**Data for review:**

-.-.-

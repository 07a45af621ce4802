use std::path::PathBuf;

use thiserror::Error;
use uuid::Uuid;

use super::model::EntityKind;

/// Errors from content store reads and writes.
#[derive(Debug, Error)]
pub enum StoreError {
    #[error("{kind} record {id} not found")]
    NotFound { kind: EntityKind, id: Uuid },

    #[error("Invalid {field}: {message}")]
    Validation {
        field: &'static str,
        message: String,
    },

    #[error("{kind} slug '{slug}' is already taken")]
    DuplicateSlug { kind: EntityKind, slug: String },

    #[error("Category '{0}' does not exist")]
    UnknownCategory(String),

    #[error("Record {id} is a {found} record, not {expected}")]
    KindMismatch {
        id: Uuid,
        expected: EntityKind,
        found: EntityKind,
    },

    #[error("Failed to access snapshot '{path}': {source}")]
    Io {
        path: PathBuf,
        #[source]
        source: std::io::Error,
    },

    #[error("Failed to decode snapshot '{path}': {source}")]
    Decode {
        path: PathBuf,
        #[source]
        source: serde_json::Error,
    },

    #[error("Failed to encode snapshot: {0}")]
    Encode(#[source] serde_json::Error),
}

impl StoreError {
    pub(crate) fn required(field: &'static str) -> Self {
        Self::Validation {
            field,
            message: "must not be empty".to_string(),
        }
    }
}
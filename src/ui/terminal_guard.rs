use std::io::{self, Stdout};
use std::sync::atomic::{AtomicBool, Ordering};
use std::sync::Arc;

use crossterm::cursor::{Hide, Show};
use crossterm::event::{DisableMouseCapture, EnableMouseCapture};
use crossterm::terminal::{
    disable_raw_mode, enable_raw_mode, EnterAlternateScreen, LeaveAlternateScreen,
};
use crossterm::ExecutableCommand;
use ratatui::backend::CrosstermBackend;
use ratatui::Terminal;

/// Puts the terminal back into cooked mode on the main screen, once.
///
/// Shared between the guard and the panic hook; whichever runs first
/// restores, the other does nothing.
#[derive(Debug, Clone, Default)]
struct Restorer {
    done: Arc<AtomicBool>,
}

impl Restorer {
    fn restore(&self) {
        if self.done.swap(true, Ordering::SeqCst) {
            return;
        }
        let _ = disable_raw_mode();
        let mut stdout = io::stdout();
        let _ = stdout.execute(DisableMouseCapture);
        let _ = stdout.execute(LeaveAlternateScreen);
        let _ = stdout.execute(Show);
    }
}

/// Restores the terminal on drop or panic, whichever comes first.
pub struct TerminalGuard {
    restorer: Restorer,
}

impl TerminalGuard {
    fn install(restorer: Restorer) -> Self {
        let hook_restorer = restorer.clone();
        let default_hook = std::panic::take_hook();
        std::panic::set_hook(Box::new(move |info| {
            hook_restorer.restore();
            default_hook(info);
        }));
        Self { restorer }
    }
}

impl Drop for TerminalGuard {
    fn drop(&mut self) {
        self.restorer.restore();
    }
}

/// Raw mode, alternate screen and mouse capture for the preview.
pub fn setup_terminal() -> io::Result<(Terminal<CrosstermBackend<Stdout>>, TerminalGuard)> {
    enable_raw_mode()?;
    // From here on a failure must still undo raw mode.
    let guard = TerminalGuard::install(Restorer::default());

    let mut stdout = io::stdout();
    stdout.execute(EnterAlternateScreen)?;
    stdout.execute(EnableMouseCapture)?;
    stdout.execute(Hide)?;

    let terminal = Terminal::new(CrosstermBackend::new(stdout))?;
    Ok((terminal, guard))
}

-.-.-

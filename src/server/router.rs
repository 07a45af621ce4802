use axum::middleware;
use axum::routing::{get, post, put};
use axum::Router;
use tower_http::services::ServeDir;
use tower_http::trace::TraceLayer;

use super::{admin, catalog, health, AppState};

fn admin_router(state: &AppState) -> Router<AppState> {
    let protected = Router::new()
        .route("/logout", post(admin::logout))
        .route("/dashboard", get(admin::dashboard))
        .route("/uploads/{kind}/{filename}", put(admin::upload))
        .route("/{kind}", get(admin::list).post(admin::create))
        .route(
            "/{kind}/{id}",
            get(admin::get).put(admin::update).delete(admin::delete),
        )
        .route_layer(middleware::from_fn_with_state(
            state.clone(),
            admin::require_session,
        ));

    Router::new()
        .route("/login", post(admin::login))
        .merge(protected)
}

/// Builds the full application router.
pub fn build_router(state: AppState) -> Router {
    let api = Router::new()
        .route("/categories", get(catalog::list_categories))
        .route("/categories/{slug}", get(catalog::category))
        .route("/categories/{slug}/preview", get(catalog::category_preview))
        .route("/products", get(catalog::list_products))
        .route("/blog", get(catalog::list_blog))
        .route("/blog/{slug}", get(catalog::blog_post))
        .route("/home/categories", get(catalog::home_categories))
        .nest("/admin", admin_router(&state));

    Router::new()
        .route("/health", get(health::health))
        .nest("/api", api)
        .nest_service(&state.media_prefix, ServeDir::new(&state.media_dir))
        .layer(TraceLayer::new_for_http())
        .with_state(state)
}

-.-.-

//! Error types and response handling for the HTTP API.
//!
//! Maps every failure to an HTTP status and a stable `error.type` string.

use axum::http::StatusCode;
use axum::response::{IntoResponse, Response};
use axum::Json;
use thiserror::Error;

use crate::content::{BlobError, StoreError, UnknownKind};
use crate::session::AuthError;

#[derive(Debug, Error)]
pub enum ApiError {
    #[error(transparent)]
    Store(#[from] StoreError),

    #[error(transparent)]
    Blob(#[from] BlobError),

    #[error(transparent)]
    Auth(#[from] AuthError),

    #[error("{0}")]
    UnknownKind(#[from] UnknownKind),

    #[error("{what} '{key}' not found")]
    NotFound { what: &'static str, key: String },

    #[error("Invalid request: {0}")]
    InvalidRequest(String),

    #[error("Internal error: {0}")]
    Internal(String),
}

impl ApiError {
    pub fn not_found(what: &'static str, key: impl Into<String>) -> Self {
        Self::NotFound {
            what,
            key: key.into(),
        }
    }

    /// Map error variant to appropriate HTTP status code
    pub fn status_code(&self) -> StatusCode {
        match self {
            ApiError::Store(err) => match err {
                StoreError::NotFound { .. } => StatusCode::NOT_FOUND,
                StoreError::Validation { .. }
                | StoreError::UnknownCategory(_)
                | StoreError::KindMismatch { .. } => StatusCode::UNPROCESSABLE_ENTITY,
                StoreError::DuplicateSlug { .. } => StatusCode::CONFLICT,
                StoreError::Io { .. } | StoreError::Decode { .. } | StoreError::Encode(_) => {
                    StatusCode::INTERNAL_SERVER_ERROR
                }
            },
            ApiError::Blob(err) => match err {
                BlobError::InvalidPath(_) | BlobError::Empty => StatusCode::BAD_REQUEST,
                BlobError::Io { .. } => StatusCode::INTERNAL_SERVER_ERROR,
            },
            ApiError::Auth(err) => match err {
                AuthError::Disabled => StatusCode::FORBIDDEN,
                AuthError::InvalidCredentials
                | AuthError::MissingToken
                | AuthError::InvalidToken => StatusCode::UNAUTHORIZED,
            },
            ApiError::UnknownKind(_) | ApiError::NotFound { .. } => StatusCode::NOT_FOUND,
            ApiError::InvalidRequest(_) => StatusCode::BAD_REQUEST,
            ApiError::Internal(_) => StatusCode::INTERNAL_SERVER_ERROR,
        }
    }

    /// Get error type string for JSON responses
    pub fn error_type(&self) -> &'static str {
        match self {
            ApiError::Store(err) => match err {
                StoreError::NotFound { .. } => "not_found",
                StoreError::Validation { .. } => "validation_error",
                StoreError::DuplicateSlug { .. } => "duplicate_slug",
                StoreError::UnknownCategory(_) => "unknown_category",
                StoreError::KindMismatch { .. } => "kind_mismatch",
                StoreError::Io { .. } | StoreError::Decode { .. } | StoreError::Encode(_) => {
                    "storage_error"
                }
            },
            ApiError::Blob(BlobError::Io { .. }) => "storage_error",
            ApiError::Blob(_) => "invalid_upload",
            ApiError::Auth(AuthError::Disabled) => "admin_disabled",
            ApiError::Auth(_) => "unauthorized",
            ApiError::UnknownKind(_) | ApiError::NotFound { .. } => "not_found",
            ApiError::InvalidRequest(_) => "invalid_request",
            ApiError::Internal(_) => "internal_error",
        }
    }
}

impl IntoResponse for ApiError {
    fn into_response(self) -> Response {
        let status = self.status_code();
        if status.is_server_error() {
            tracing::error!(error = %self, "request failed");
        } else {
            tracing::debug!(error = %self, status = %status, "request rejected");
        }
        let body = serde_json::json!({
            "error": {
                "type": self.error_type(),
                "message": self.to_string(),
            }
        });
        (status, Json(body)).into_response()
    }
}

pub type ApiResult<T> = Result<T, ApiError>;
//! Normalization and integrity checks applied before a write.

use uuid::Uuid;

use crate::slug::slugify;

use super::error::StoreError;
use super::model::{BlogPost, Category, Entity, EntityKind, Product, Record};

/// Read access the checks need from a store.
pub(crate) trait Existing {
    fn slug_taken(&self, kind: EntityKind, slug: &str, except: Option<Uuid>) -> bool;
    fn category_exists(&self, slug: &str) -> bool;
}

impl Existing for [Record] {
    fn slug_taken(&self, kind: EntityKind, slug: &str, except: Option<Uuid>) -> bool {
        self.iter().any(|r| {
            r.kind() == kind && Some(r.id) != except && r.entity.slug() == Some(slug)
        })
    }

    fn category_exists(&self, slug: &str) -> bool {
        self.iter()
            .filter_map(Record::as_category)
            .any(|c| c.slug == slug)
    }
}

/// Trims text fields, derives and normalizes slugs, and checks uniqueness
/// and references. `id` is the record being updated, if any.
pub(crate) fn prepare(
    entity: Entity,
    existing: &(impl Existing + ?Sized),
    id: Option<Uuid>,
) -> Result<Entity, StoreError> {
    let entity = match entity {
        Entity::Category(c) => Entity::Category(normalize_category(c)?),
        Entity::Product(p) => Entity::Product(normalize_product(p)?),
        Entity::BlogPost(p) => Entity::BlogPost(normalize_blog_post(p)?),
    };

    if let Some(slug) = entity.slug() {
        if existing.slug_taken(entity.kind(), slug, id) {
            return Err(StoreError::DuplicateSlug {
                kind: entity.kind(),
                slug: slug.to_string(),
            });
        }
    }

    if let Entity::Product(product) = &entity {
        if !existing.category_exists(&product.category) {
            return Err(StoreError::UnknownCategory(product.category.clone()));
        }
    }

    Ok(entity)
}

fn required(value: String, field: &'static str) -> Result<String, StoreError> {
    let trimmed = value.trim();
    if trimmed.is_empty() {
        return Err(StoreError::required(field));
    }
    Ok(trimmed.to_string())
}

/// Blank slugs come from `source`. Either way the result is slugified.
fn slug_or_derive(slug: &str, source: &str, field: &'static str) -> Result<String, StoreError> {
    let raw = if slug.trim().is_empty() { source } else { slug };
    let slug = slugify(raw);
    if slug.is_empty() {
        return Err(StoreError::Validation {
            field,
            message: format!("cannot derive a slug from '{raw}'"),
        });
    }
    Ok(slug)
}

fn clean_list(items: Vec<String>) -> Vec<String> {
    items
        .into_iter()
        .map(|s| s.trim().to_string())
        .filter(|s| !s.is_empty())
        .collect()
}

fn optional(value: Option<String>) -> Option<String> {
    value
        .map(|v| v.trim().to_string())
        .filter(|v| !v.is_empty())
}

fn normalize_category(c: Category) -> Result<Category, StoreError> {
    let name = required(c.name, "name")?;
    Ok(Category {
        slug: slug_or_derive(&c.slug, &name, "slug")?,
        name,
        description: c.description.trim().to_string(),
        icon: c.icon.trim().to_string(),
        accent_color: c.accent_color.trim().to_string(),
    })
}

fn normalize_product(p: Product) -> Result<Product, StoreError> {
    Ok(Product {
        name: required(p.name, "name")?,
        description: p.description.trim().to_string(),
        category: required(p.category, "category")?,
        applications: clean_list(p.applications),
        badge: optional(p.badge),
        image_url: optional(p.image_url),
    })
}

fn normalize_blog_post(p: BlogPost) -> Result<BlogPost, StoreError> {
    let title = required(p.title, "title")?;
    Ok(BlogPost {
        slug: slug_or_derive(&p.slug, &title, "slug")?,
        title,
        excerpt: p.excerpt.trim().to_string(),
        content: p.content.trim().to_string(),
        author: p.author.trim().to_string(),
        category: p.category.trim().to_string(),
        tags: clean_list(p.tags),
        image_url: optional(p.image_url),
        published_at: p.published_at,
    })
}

-.-.-

**What this task involves:**
The expected result is every line from the material above that includes "body".

**Result below:**
        let body = serde_json::json!({
        (status, Json(body)).into_response()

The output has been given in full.